**ACTIVITY:**
Go through the records and show each line where the word "settled" occurs.

[Stored data]

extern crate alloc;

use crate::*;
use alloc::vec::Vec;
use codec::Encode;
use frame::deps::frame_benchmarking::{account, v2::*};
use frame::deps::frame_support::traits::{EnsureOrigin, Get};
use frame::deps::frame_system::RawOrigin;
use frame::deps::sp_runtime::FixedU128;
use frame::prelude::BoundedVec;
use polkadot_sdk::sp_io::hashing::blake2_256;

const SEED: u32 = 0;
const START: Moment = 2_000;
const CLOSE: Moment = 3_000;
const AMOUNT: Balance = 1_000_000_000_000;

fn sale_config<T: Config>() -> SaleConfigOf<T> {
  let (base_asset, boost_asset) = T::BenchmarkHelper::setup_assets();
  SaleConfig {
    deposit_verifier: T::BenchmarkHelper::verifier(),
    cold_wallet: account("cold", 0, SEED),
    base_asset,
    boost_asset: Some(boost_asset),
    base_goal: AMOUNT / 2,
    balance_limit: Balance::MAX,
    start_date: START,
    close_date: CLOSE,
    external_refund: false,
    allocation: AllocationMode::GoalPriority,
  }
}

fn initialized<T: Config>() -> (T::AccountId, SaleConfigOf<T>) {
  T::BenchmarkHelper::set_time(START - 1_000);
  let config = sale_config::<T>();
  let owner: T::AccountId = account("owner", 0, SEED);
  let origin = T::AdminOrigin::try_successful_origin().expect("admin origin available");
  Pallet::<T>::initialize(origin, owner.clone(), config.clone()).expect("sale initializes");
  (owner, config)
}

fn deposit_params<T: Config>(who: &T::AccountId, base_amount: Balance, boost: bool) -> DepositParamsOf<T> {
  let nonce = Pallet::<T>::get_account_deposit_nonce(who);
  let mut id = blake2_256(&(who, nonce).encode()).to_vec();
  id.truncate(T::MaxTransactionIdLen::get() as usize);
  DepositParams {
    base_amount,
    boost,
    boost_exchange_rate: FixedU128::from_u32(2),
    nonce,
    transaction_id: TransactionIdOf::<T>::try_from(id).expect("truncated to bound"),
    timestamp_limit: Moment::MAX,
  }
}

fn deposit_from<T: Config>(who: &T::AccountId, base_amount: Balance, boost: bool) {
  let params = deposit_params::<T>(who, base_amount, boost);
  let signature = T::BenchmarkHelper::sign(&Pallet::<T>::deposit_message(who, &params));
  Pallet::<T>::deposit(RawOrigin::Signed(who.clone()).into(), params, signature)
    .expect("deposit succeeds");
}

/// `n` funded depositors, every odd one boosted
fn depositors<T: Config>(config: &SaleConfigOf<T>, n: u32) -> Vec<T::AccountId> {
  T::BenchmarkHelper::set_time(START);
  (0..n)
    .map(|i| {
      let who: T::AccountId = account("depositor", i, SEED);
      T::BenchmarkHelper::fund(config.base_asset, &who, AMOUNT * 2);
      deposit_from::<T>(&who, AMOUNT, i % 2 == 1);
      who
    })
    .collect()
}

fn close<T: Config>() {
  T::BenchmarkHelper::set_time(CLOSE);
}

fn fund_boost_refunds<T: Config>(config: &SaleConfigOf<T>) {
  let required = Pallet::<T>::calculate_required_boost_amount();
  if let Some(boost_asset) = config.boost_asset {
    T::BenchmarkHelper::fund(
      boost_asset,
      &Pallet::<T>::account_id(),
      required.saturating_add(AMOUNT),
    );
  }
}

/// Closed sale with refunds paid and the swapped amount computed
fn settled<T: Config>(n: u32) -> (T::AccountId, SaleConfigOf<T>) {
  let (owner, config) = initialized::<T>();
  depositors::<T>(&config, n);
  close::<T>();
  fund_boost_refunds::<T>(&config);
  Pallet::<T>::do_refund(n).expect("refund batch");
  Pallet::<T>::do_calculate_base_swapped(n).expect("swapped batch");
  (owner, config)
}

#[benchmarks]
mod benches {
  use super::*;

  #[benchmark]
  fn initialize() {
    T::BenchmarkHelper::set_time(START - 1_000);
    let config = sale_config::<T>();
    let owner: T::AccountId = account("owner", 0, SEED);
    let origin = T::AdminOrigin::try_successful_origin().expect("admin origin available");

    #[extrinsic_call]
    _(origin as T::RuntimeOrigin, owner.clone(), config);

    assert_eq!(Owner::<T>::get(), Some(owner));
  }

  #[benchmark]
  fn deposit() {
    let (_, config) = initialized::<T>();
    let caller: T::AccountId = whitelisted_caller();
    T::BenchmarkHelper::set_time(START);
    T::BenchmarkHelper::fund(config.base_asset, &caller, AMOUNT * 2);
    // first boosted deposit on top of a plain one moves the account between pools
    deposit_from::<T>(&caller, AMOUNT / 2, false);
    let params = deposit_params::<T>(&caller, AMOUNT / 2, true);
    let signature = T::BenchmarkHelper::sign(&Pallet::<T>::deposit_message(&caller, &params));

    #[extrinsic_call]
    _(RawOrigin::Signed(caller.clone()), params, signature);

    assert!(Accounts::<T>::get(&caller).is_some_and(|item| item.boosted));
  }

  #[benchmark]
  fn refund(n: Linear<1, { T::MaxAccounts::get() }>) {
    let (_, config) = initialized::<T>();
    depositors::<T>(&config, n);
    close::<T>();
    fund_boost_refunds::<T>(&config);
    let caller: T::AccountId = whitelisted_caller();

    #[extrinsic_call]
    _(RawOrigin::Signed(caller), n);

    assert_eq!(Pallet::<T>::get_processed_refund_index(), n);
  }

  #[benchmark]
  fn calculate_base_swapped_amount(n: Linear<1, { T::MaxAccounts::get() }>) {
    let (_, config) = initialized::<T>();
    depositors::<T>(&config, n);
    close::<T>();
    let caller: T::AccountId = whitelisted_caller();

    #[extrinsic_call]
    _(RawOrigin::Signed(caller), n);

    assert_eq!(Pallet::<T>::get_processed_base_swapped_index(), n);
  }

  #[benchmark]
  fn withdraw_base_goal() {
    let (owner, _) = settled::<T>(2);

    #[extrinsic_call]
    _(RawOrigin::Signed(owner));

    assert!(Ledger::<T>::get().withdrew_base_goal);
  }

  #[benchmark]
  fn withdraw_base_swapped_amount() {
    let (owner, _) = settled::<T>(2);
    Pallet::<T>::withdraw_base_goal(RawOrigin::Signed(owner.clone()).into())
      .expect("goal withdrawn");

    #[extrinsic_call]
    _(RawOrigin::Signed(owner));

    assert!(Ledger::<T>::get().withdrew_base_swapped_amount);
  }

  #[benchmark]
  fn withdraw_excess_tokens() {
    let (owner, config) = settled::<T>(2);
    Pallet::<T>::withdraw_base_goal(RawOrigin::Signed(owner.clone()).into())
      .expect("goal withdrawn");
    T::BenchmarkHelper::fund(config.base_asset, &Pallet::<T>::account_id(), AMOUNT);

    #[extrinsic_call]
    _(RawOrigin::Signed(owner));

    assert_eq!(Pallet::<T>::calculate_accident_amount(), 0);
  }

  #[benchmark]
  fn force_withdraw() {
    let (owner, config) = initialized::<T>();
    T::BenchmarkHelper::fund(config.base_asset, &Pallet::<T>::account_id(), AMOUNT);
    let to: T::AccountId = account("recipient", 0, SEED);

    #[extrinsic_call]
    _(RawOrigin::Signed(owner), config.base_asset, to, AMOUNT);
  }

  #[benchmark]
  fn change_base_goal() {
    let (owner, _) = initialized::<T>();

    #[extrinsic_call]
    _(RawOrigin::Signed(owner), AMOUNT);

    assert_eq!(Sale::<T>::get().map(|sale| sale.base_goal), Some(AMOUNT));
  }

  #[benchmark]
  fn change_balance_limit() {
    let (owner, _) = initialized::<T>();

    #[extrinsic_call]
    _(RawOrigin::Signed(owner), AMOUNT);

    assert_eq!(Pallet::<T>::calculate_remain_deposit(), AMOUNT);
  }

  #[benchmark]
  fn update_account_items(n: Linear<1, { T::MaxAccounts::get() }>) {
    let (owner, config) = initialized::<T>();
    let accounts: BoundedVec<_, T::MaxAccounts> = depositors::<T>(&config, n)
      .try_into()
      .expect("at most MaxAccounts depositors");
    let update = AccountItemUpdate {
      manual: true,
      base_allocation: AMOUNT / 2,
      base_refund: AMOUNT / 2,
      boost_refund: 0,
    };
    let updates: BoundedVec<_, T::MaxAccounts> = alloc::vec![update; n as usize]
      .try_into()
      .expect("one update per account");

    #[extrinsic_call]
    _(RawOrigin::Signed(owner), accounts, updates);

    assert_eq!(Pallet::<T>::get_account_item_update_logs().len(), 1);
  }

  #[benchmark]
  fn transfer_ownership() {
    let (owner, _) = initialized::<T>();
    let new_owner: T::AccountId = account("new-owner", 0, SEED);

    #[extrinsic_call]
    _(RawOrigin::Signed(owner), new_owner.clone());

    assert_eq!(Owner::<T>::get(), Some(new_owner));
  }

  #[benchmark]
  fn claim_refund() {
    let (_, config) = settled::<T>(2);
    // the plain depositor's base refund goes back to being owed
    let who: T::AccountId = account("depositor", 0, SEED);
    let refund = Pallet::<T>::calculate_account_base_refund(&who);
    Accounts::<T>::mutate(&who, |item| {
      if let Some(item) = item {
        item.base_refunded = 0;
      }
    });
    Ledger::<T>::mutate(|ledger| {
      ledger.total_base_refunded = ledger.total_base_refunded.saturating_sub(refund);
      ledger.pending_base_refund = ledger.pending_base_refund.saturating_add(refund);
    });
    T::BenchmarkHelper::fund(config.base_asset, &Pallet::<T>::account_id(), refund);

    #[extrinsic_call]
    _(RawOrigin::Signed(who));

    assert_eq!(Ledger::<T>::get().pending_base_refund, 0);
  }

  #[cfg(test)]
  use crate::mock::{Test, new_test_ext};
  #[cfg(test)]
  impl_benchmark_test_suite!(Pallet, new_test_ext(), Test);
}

**TASK RESULT:**
fn settled<T: Config>(n: u32) -> (T::AccountId, SaleConfigOf<T>) {
    let (owner, _) = settled::<T>(2);
    let (owner, _) = settled::<T>(2);
    let (owner, config) = settled::<T>(2);
    let (_, config) = settled::<T>(2);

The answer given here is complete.